しかし、いかなる事前合意もない状況で、日本はどのようにして北朝鮮の指導者と日本側にとって極めてセンシティブな2つの問題の解決を探るつもりなのかは全く不明だと、ヴィタリー・シヴィトコ氏は語る。

「それはもちろん、国内で心理的にとても大きな問題となっている拉致問題です。拉致被害者の帰国はもう長く議論されておらず、問題は彼らの運命に明確な光を投げかけるような信頼できる文書にあります。ふたつ目の問題は、日本の領土に到達する可能性のある北朝鮮のミサイルです。というのも、防衛省は日本のミサイル防衛システムが北朝鮮から発射された新型ミサイルの軌道を必ずしも検出できるとは限らない、あるいは検出が遅れる可能性があることを発見したからです。これは日本にとって真の脅威であるため、この2つの問題で具体的な合意のない交渉プロセスは、どんなものであれ、単に無意味です。」

誰が日本と韓国を和解させるのか?
一方、歴史学PhDでロシア科学アカデミー極東研究所朝鮮研究センターの主任研究員であるワレーリー・アスモロフ氏によると、日朝首脳会談が成功するかどうかは、まず何よりも、安倍総理の考える「前提条件なし」が北朝鮮の考える「前提条件なし」とどれだけ一致するかにかかっているという。「安倍総理が拉致問題を無視する用意があるのかどうかは推測するしかありません。もしあるのだとすれば、彼は日本で政治化としての評判を大きく損なうことになるからです。もうひとつの重要なポイントは、夏の間に北朝鮮が日本と韓国の米軍施設を攻撃する能力のある一連の新たな短距離ミサイルを実験したということです。これは当然、日本と北朝鮮が対話を開始する上での追加的な理由になります。現在、北朝鮮は、自国がすでに一線を越え、容易に勝利できる、相手にしなくても良い国ではなくなったのだということを熱心に示そうとしています。」

コンスタンチン・アスモロフ氏によると、安倍総理が北朝鮮の指導者と前提条件なしに話し合うと決めたことは、韓国との貿易戦争が続くなかで、韓国に痛手を負わせる追加的な方法と見なすことができるという。

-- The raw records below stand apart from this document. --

//! YAML stylesheets: per-column styles keyed by header name.
//!
//! A stylesheet lets column styles live next to the data they describe
//! instead of in code:
//!
//! ```yaml
//! price:
//!   align: right
//!   thousand_separator: comma
//! name:
//!   font_weight: bold
//! ```
//!
//! Header lookup is exact and case-sensitive, the same rule as programmatic
//! column styles. Unknown style fields fail parsing loudly rather than being
//! skipped.

use std::collections::BTreeMap;
use std::path::Path;

use crate::error::StylesheetError;

use super::types::Style;

/// Parsed stylesheet: header name to style.
#[derive(Clone, Debug, Default, PartialEq, Eq)]
pub struct Stylesheet {
    columns: BTreeMap<String, Style>,
}

impl Stylesheet {
    /// Parses a stylesheet from YAML text.
    pub fn from_yaml(content: &str) -> Result<Self, StylesheetError> {
        let columns: BTreeMap<String, Style> = serde_yaml::from_str(content)?;
        Ok(Self { columns })
    }

    /// Loads a stylesheet from a YAML file.
    pub fn from_file<P: AsRef<Path>>(path: P) -> Result<Self, StylesheetError> {
        let path = path.as_ref();
        let content = std::fs::read_to_string(path).map_err(|source| StylesheetError::Io {
            path: path.to_path_buf(),
            source,
        })?;
        Self::from_yaml(&content)
    }

    /// The style for a header name, if the sheet defines one.
    pub fn get(&self, header: &str) -> Option<&Style> {
        self.columns.get(header)
    }

    /// Iterates header/style pairs in header order.
    pub fn iter(&self) -> impl Iterator<Item = (&str, &Style)> {
        self.columns.iter().map(|(k, v)| (k.as_str(), v))
    }

    pub fn len(&self) -> usize {
        self.columns.len()
    }

    pub fn is_empty(&self) -> bool {
        self.columns.is_empty()
    }
}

しかし、名誉という観点から見ると、この会談でより大きく得をするのは安倍総理よりも北朝鮮の指導者であると、アスモロフ氏は言う。「金正恩委員長はすでにトランプ大統領と握手を交わしています。これは少し前にはあり得ないと思われていたことです。金委員長が日本の首脳とも会談することができれば、たとえ結果的に交渉プロセスが形式的な会話にとどまったとしても、彼が新たな得点を稼ぐことになります。」

いずれにせよ、重要な国際場裡である国連という場で安倍総理が行った発言は、会談が成功するか否かにかかわらず、両国の二国間関係にとって大きなプラスであり、日本と北朝鮮の緊張緩和の一種のマーカーであると、ロシアの専門家は考えている。